IMF Opens Up About Nigeria’s Economy, Makes Damning Prediction
Nigeria’s economy will probably contract this year as energy shortages and the delayed budget weigh on output, according to the International Monetary Fund.
“I think there is a high likelihood that the year 2016 as a whole will be a contractionary year,” Gene Leon, the fund’s resident representative in Nigeria, said in an interview in the capital, Abuja, on July 8.
While the economy should look better in second half of the year, growth will probably not “be sufficiently fast, sufficiently rapid to be able to negate the outcome of” the first and second quarters,” he said.
The IMF had initially cut its 2016 growth forecast for Nigeria to 2.3 percent in its April Regional Economic Outlook from 3.2 percent projected in February.
The World Bank on the other hand lowered its forecast to 0.8 percent last month, citing weakness from oil-output disruptions and low prices.
Leon said “most people would agree that if you should fix one thing in this country, it should be power. There is a need to start changing the power equation from 2016, from today, not tomorrow or later.”
If growth falls to zero percent “then that’s a huge gap the country has to fill,” Leon said.
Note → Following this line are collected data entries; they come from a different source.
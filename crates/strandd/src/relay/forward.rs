//! Forwarding engine — dedup gate, local delivery, downstream relay.
//!
//! Runs as its own task fed by a channel, so a slow handshake to the
//! downstream neighbor never blocks inbound reception, reassembly, or the
//! local consumer. Units that cannot reach a connectable neighbor within the
//! configured retry budget are dropped for that hop: liveness over
//! completeness.

use std::sync::Arc;

use tokio::net::UdpSocket;
use tokio::sync::{broadcast, mpsc};

use strand_core::control::ControlMessage;
use strand_services::{
    ChainState, ConnectionManager, DedupWindow, NameRegistry, PayloadUnit, UnitKind,
};

use super::send::send_unit;

pub struct ForwardEngine {
    self_name: String,
    chain: ChainState,
    dedup: DedupWindow,
    registry: NameRegistry,
    manager: Arc<ConnectionManager>,
    socket: Arc<UdpSocket>,
    max_chunk_bytes: usize,
    connect_retries: u32,
    consumer_tx: mpsc::Sender<PayloadUnit>,
    control_tx: mpsc::UnboundedSender<ControlMessage>,
    unit_rx: mpsc::Receiver<PayloadUnit>,
    shutdown: broadcast::Receiver<()>,
}

impl ForwardEngine {
    #[allow(clippy::too_many_arguments)]
    pub fn new(
        self_name: String,
        chain: ChainState,
        dedup: DedupWindow,
        registry: NameRegistry,
        manager: Arc<ConnectionManager>,
        socket: Arc<UdpSocket>,
        max_chunk_bytes: usize,
        connect_retries: u32,
        consumer_tx: mpsc::Sender<PayloadUnit>,
        control_tx: mpsc::UnboundedSender<ControlMessage>,
        unit_rx: mpsc::Receiver<PayloadUnit>,
        shutdown: broadcast::Receiver<()>,
    ) -> Self {
        Self {
            self_name,
            chain,
            dedup,
            registry,
            manager,
            socket,
            max_chunk_bytes,
            connect_retries,
            consumer_tx,
            control_tx,
            unit_rx,
            shutdown,
        }
    }

    pub async fn run(mut self) -> anyhow::Result<()> {
        loop {
            tokio::select! {
                _ = self.shutdown.recv() => {
                    tracing::info!("forward engine shutting down");
                    return Ok(());
                }

                unit = self.unit_rx.recv() => {
                    let Some(unit) = unit else {
                        tracing::info!("unit queue closed, forward engine exiting");
                        return Ok(());
                    };
                    self.on_unit_ready(unit).await;
                }
            }
        }
    }

    /// One unit through the node: at most once to the consumer, at most
    /// once downstream.
    async fn on_unit_ready(&self, unit: PayloadUnit) {
        let origin = self.registry.display(&unit.origin);

        if !self.dedup.first_receipt(&unit.key()) {
            tracing::debug!(%origin, sequence = unit.sequence, "duplicate unit, discarding");
            return;
        }

        tracing::info!(
            %origin,
            sequence = unit.sequence,
            bytes = unit.bytes.len(),
            kind = ?unit.kind,
            "unit accepted"
        );

        // Local delivery. A departed consumer doesn't stop the relay.
        if self.consumer_tx.send(unit.clone()).await.is_err() {
            tracing::debug!("local consumer gone, relaying only");
        }

        if unit.kind == UnitKind::StreamEnd && self.chain.is_tail() {
            tracing::info!(%origin, "stream ended at strand tail");
            let report = ControlMessage::StreamComplete {
                origin: origin.clone(),
            };
            if self.control_tx.send(report).is_err() {
                tracing::warn!("control queue closed, stream completion not reported");
            }
        }

        let Some(next) = self.chain.next() else {
            return;
        };
        if next.name == self.self_name {
            tracing::warn!("assigned self as downstream neighbor, ignoring");
            return;
        }

        let mut endpoint = None;
        for attempt in 1..=self.connect_retries.max(1) {
            match self.manager.ensure_connected(&next.name).await {
                Ok(addr) => {
                    endpoint = Some(addr);
                    break;
                }
                Err(e) => {
                    tracing::warn!(
                        peer = %next.name,
                        attempt,
                        error = %e,
                        "connect for forward failed"
                    );
                }
            }
        }
        let Some(endpoint) = endpoint else {
            tracing::warn!(
                %origin,
                sequence = unit.sequence,
                peer = %next.name,
                "unit dropped for this hop"
            );
            return;
        };

        if let Err(e) = send_unit(&self.socket, endpoint, &unit, self.max_chunk_bytes).await {
            tracing::warn!(
                %origin,
                sequence = unit.sequence,
                peer = %next.name,
                error = %e,
                "forward failed, unit dropped for this hop"
            );
        } else {
            tracing::info!(
                %origin,
                sequence = unit.sequence,
                peer = %next.name,
                "unit forwarded"
            );
        }
    }
}

#[cfg(test)]
mod tests {
    use super::*;
    use bytes::Bytes;
    use std::net::SocketAddr;
    use std::time::Duration;
    use strand_core::control::PeerIdentity;
    use strand_core::wire::origin_id;
    use strand_services::{LinkError, LinkTable, Signaler, UnitReassembler, WireChunk};

    struct NoSignaler;
    impl Signaler for NoSignaler {
        fn send_offer(&self, _to: &str) -> Result<(), LinkError> {
            Ok(())
        }
    }

    struct Fixture {
        chain: ChainState,
        links: LinkTable,
        consumer_rx: mpsc::Receiver<PayloadUnit>,
        unit_tx: mpsc::Sender<PayloadUnit>,
        control_rx: mpsc::UnboundedReceiver<ControlMessage>,
        shutdown_tx: broadcast::Sender<()>,
        socket_addr: SocketAddr,
    }

    async fn start_engine() -> Fixture {
        let socket = Arc::new(UdpSocket::bind("127.0.0.1:0").await.unwrap());
        let socket_addr = socket.local_addr().unwrap();
        let chain = ChainState::new();
        let links = LinkTable::new();
        let manager = ConnectionManager::new(
            "alpha".into(),
            links.clone(),
            Arc::new(NoSignaler),
            Duration::from_millis(30),
        );
        let (consumer_tx, consumer_rx) = mpsc::channel(64);
        let (control_tx, control_rx) = mpsc::unbounded_channel();
        let (unit_tx, unit_rx) = mpsc::channel(64);
        let (shutdown_tx, _) = broadcast::channel(1);

        let engine = ForwardEngine::new(
            "alpha".into(),
            chain.clone(),
            DedupWindow::new(1024),
            NameRegistry::new(),
            manager,
            socket,
            1000,
            1,
            consumer_tx,
            control_tx,
            unit_rx,
            shutdown_tx.subscribe(),
        );
        tokio::spawn(engine.run());

        Fixture {
            chain,
            links,
            consumer_rx,
            unit_tx,
            control_rx,
            shutdown_tx,
            socket_addr,
        }
    }

    fn unit(seq: u64, len: usize) -> PayloadUnit {
        PayloadUnit::data(origin_id("cam"), seq, Bytes::from(vec![0x5A; len]))
    }

    /// Bind a sink socket and collect reassembled units arriving at it.
    async fn sink() -> (SocketAddr, mpsc::Receiver<PayloadUnit>) {
        let socket = UdpSocket::bind("127.0.0.1:0").await.unwrap();
        let addr = socket.local_addr().unwrap();
        let (tx, rx) = mpsc::channel(64);
        tokio::spawn(async move {
            let reassembler = UnitReassembler::new(Duration::from_secs(5));
            let mut buf = vec![0u8; 70000];
            loop {
                let Ok((len, _)) = socket.recv_from(&mut buf).await else {
                    return;
                };
                if let Ok(chunk) = WireChunk::decode(&buf[..len]) {
                    if let Some(unit) = reassembler.accept(chunk).await {
                        if tx.send(unit).await.is_err() {
                            return;
                        }
                    }
                }
            }
        });
        (addr, rx)
    }

    #[tokio::test]
    async fn duplicates_reach_consumer_and_downstream_once() {
        let mut f = start_engine().await;
        let (sink_addr, mut sink_rx) = sink().await;
        f.links.link("beta").open(Some(sink_addr));
        f.chain.set_next(Some(PeerIdentity {
            name: "beta".into(),
            payload_endpoint: sink_addr,
        }));

        f.unit_tx.send(unit(1, 2400)).await.unwrap();
        f.unit_tx.send(unit(1, 2400)).await.unwrap();
        f.unit_tx.send(unit(1, 2400)).await.unwrap();

        let delivered = f.consumer_rx.recv().await.unwrap();
        assert_eq!(delivered.sequence, 1);
        let forwarded =
            tokio::time::timeout(Duration::from_secs(2), sink_rx.recv()).await.unwrap().unwrap();
        assert_eq!(forwarded.sequence, 1);
        assert_eq!(forwarded.bytes.len(), 2400);

        // no second copy anywhere
        assert!(
            tokio::time::timeout(Duration::from_millis(100), f.consumer_rx.recv())
                .await
                .is_err()
        );
        assert!(
            tokio::time::timeout(Duration::from_millis(100), sink_rx.recv())
                .await
                .is_err()
        );
        drop(f.shutdown_tx);
    }

    #[tokio::test]
    async fn tail_delivers_locally_and_reports_stream_end() {
        let mut f = start_engine().await;
        // no next — this node is the tail
        f.unit_tx.send(unit(1, 100)).await.unwrap();
        assert_eq!(f.consumer_rx.recv().await.unwrap().sequence, 1);

        f.unit_tx
            .send(PayloadUnit::stream_end(origin_id("cam"), 2))
            .await
            .unwrap();
        let end = f.consumer_rx.recv().await.unwrap();
        assert_eq!(end.kind, UnitKind::StreamEnd);

        match f.control_rx.recv().await.unwrap() {
            ControlMessage::StreamComplete { origin } => {
                assert_eq!(origin, hex::encode(&origin_id("cam")[..8]));
            }
            other => panic!("expected StreamComplete, got {other:?}"),
        }
        drop(f.shutdown_tx);
    }

    #[tokio::test]
    async fn retarget_routes_new_units_to_new_neighbor_only() {
        let mut f = start_engine().await;
        let (sink_b, mut rx_b) = sink().await;
        let (sink_c, mut rx_c) = sink().await;
        f.links.link("beta").open(Some(sink_b));
        f.links.link("gamma").open(Some(sink_c));

        f.chain.set_next(Some(PeerIdentity {
            name: "beta".into(),
            payload_endpoint: sink_b,
        }));
        f.unit_tx.send(unit(1, 500)).await.unwrap();
        let got = tokio::time::timeout(Duration::from_secs(2), rx_b.recv()).await.unwrap().unwrap();
        assert_eq!(got.sequence, 1);

        // mid-stream reassignment
        f.chain.set_next(Some(PeerIdentity {
            name: "gamma".into(),
            payload_endpoint: sink_c,
        }));
        f.unit_tx.send(unit(2, 500)).await.unwrap();
        let got = tokio::time::timeout(Duration::from_secs(2), rx_c.recv()).await.unwrap().unwrap();
        assert_eq!(got.sequence, 2);

        // nothing after the retarget reaches the old neighbor
        assert!(
            tokio::time::timeout(Duration::from_millis(100), rx_b.recv())
                .await
                .is_err()
        );
        let _ = f.consumer_rx.recv().await;
        drop(f.shutdown_tx);
    }

    #[tokio::test]
    async fn unconnectable_neighbor_drops_unit_but_keeps_consumer_delivery() {
        let mut f = start_engine().await;
        f.chain.set_next(Some(PeerIdentity {
            name: "beta".into(),
            payload_endpoint: f.socket_addr,
        }));

        // no link ever opens for beta and the signaler never answers:
        // the lazy connect times out and the unit is dropped for the hop
        f.unit_tx.send(unit(1, 100)).await.unwrap();
        assert_eq!(f.consumer_rx.recv().await.unwrap().sequence, 1);

        // the engine stays live for later units
        f.unit_tx.send(unit(2, 100)).await.unwrap();
        assert_eq!(f.consumer_rx.recv().await.unwrap().sequence, 2);
        drop(f.shutdown_tx);
    }
}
If expenditure stays as planned, and revenue is less due to the lack of growth “then we should see not smaller but potentially a larger deficit.” He said.
The central bank’s Monetary Policy Committee “may be open to tolerating a little more inflation if growth emerges as the priority, as opposed to choking inflation and squeezing the little life out of growth.”
“But the central bank, in conjunction with the MPC, needs to be clear to participants in markets what exactly their priority is,” Leon added.